Sara Zeinab Mir

Infectious prejudice 

About the Work


Since the rise of Covid-19, some minorities in Australia have experienced prejudice as the virus became a radicalized category in the minds of many Australians.

In this artwork, I depict my experience of racism which occurred in my university during a Political Economy class in early 2020. This happened before the first lockdown in Australia when the virus was spreading to Iran. 

An Australian student approached me in the class and asked, ‘Where are you from?’. I replied, “Iran”, and as soon that word, I could see her pulling away from me, acting like I had the virus. Despite the fact that I have been living in Australia for more than a decade, I didn’t particularly need to discuss my racial/national background on what was otherwise a normal day.

To illustrate my identity, I have used traditional Persian patterns, such as the paisley design, and have incorporated flowery shapes representing the virus in the drawing.

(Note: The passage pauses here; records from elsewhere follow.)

use std::collections::BTreeMap;

use k8s_openapi::api::core::v1::{EnvVar, Volume, VolumeMount};

use super::*;
use crate::api::cert_manager::CertificateSpec;
use crate::api::v1alpha1::Registry;
use crate::api::LogLevel;
use crate::images;

pub const HTTP_PORT: i32 = 5000;
pub const METRICS_PORT: i32 = 5001;
pub const CONTROLLER_PORT: i32 = 8080;

const STORAGE_VOLUME: &str = "storage";
const STORAGE_SECRET_VOLUME: &str = "storage-config";
const CACHE_SECRET_VOLUME: &str = "cache-config";
const ROOT_CERT_VOLUME: &str = "token-service-certificate";

const STORAGE_DIR: &str = "/storage";
const STORAGE_SECRET_DIR: &str = "/etc/registry/storage";
const CACHE_SECRET_DIR: &str = "/etc/registry/redis";

/// Registry configuration shared by the registry and its controller.
///
/// Both processes read the same `config.yml`; the storage section is appended
/// by the init container, either from a secret or as local filesystem storage.
/// With a cache secret the init container also appends the redis section,
/// split out of the secret's `url` key.
pub(crate) struct RegistryConfig<'a> {
    pub log_level: LogLevel,
    pub urls_config_map: &'a str,
    pub storage_secret: Option<&'a str>,
    pub cache_secret: Option<&'a str>,
    /// Secret verifying tokens; only the registry itself needs it.
    pub token_certificate_secret: Option<&'a str>,
    pub with_controller: bool,
}

impl RegistryConfig<'_> {
    fn files(&self) -> Vec<(Template, String)> {
        let mut files = vec![(templates::REGISTRY, templates::REGISTRY.content.to_string())];
        if self.with_controller {
            files.push((
                templates::REGISTRY_CONTROLLER,
                templates::REGISTRY_CONTROLLER.fill(&[("PORT", CONTROLLER_PORT.to_string())]),
            ));
        }
        files
    }

    pub fn config_map_data(&self) -> BTreeMap<String, String> {
        self.files()
            .into_iter()
            .map(|(template, content)| (template.file.to_string(), content))
            .collect()
    }

    pub fn init_container(&self, images: &ImageStore) -> Result<Container> {
        let files = self.files();
        let pairs: Vec<(&Template, &str)> = files.iter().map(|(t, c)| (t, c.as_str())).collect();

        let env = vec![
            env("PORT", HTTP_PORT),
            env("METRICS_PORT", METRICS_PORT),
            env("LOG_LEVEL", self.log_level),
            config_map_env("REGISTRY_AUTH_TOKEN_REALM", self.urls_config_map, "REGISTRY_AUTH_TOKEN_REALM"),
            config_map_env("CORE_URL", self.urls_config_map, "CORE_URL"),
        ];

        let target = format!("/config/{}", templates::REGISTRY.file);
        let (mut script, mut mounts) = match self.storage_secret {
            Some(_) => (
                vec![format!("cat {STORAGE_SECRET_DIR}/storage >> {target}")],
                vec![read_only_mount(STORAGE_SECRET_VOLUME, STORAGE_SECRET_DIR, None)],
            ),
            None => (
                vec![format!(
                    "printf 'storage:\\n  filesystem:\\n    rootdirectory: {STORAGE_DIR}\\n  delete:\\n    enabled: true\\n' >> {target}"
                )],
                vec![],
            ),
        };
        if self.cache_secret.is_some() {
            script.extend(split_redis_url(&format!("$(cat {CACHE_SECRET_DIR}/url)")));
            script.push(format!(
                r#"printf 'redis:\n  addr: %s\n  password: "%s"\n  db: %s\n' "$REDIS_ADDR" "$REDIS_PASSWORD" "${{REDIS_DB:-0}}" >> {target}"#
            ));
            mounts.push(read_only_mount(CACHE_SECRET_VOLUME, CACHE_SECRET_DIR, None));
        }

        config_init_container(images, &pairs, env, &script, mounts)
    }

    pub fn volumes(&self, config_map: &str) -> Vec<Volume> {
        let mut volumes = vec![
            config_map_volume(TEMPLATE_VOLUME, config_map),
            empty_dir_volume(CONFIG_VOLUME),
        ];
        if let Some(secret) = self.token_certificate_secret {
            volumes.push(secret_volume(ROOT_CERT_VOLUME, secret, &[("tls.crt", "root.crt")]));
        }
        match self.storage_secret {
            Some(secret) => volumes.push(secret_volume(STORAGE_SECRET_VOLUME, secret, &[])),
            None => volumes.push(empty_dir_volume(STORAGE_VOLUME)),
        }
        if let Some(secret) = self.cache_secret {
            volumes.push(secret_volume(CACHE_SECRET_VOLUME, secret, &[("url", "url")]));
        }
        volumes
    }

    /// Mounts giving a container the registry configuration and storage.
    pub fn registry_mounts(&self) -> Vec<VolumeMount> {
        let mut mounts = vec![read_only_mount(
            CONFIG_VOLUME,
            "/etc/registry/config.yml",
            Some(templates::REGISTRY.file),
        )];
        if self.token_certificate_secret.is_some() {
            mounts.push(read_only_mount(ROOT_CERT_VOLUME, "/etc/registry/root.crt", Some("root.crt")));
        }
        if self.storage_secret.is_none() {
            mounts.push(mount(STORAGE_VOLUME, STORAGE_DIR, None));
        }
        mounts
    }

    pub fn controller_container(
        &self,
        image: &str,
        spec: Option<&ComponentSpec>,
        core_secret: &str,
        jobservice_secret: &str,
    ) -> Container {
        let mut mounts = self.registry_mounts();
        mounts.push(read_only_mount(
            CONFIG_VOLUME,
            "/etc/registryctl/config.yml",
            Some(templates::REGISTRY_CONTROLLER.file),
        ));
        Container {
            ports: Some(vec![container_port("registryctl", CONTROLLER_PORT)]),
            env: Some(vec![
                secret_env("CORE_SECRET", core_secret, "secret"),
                secret_env("JOBSERVICE_SECRET", jobservice_secret, "secret"),
            ]),
            liveness_probe: Some(http_probe("/api/health", CONTROLLER_PORT, Some(10))),
            readiness_probe: Some(http_probe("/api/health", CONTROLLER_PORT, None)),
            volume_mounts: Some(mounts),
            ..base_container("registryctl", image, spec)
        }
    }
}

impl Component for Registry {
    const COMPONENT: &'static str = "registry";

    fn component_status(&self) -> Option<&ComponentStatus> {
        self.status.as_ref()
    }

    fn render(&self, ctx: &RenderContext) -> Result<Vec<DesiredObject>> {
        let config = self.config();
        let name = self.normalize_name(Self::COMPONENT);
        let labels = self.selector_labels();

        let mut objects = vec![DesiredObject::new(config_map(
            self.owned_meta(Self::COMPONENT),
            config.config_map_data(),
        ))];

        if let Some(issuer) = &self.spec.certificate_issuer_ref {
            objects.push(DesiredObject::new(Certificate {
                metadata: self.owned_meta("registry-token"),
                spec: CertificateSpec {
                    secret_name: self.spec.token_certificate_secret.clone(),
                    common_name: Some("harbor-token-issuer".to_string()),
                    issuer_ref: issuer.clone(),
                    ..Default::default()
                },
            }));
        }

        let mut ports = vec![("http", 80, HTTP_PORT)];
        if self.spec.controller.is_some() {
            ports.push(("registryctl", CONTROLLER_PORT, CONTROLLER_PORT));
        }
        objects.push(DesiredObject::new(service(
            self.owned_meta(Self::COMPONENT),
            labels.clone(),
            &ports,
        )));

        objects.push(DesiredObject::new(deployment(
            self.owned_meta(Self::COMPONENT),
            labels,
            self.spec.component.replicas,
            self.pod(ctx, &config, &name)?,
        )));
        Ok(objects)
    }
}

impl Registry {
    fn config(&self) -> RegistryConfig<'_> {
        RegistryConfig {
            log_level: self.spec.log_level,
            urls_config_map: &self.spec.urls_config_map,
            storage_secret: self.spec.storage_secret.as_deref(),
            cache_secret: self.spec.cache_secret.as_deref(),
            token_certificate_secret: Some(&self.spec.token_certificate_secret),
            with_controller: self.spec.controller.is_some(),
        }
    }

    fn env(&self) -> Vec<EnvVar> {
        let spec = &self.spec;
        let mut vars = vec![
            config_map_env("REGISTRY_HTTP_HOST", &spec.urls_config_map, "REGISTRY_HTTP_HOST"),
            secret_env("REGISTRY_HTTP_SECRET", &spec.http_secret, "secret"),
        ];
        if spec.cache_secret.is_some() {
            vars.push(env("REGISTRY_STORAGE_CACHE_BLOBDESCRIPTOR", "redis"));
        }
        vars
    }

    fn pod(&self, ctx: &RenderContext, config: &RegistryConfig, name: &str) -> Result<PodSpec> {
        let spec = &self.spec;
        let image = ctx
            .images
            .resolve(spec.component.image.as_deref(), images::REGISTRY, &spec.version)?;

        let registry = Container {
            ports: Some(vec![
                container_port("http", HTTP_PORT),
                container_port("metrics", METRICS_PORT),
            ]),
            env: Some(self.env()),
            liveness_probe: Some(http_probe("/", HTTP_PORT, Some(10))),
            readiness_probe: Some(http_probe("/", HTTP_PORT, None)),
            volume_mounts: Some(config.registry_mounts()),
            ..base_container("registry", &image, Some(&spec.component))
        };

        let mut containers = vec![registry];
        if let Some(sidecar) = &spec.controller {
            let image = ctx.images.resolve(
                sidecar.image.as_deref(),
                images::REGISTRY_CONTROLLER,
                &spec.version,
            )?;
            containers.push(config.controller_container(
                &image,
                Some(&spec.component),
                &sidecar.core_secret,
                &sidecar.jobservice_secret,
            ));
        }

        Ok(pod_spec(
            &spec.component,
            containers,
            vec![config.init_container(ctx.images)?],
            config.volumes(name),
        ))
    }
}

I also drew the figure of a Jinn, an ancient demonic character to represent the racism unleashed by Covid-19.

The terrible thing about racism is that it makes you feel you are not welcome, and you will never belong to this country.

About the Creative


Sara is an emerging Sydney-based multidisciplinary artist and comic maker who explores the themes of identity, displacement and personal history. She has exhibited her work in group exhibitions at Chrissie Cotter and Cement Fondue galleries, and has self published a number of comic zines, which she performed at two live, Read to Me events. She volunteers as a workshop facilitator with the not-for-profit community art organisation Refugee Art Project.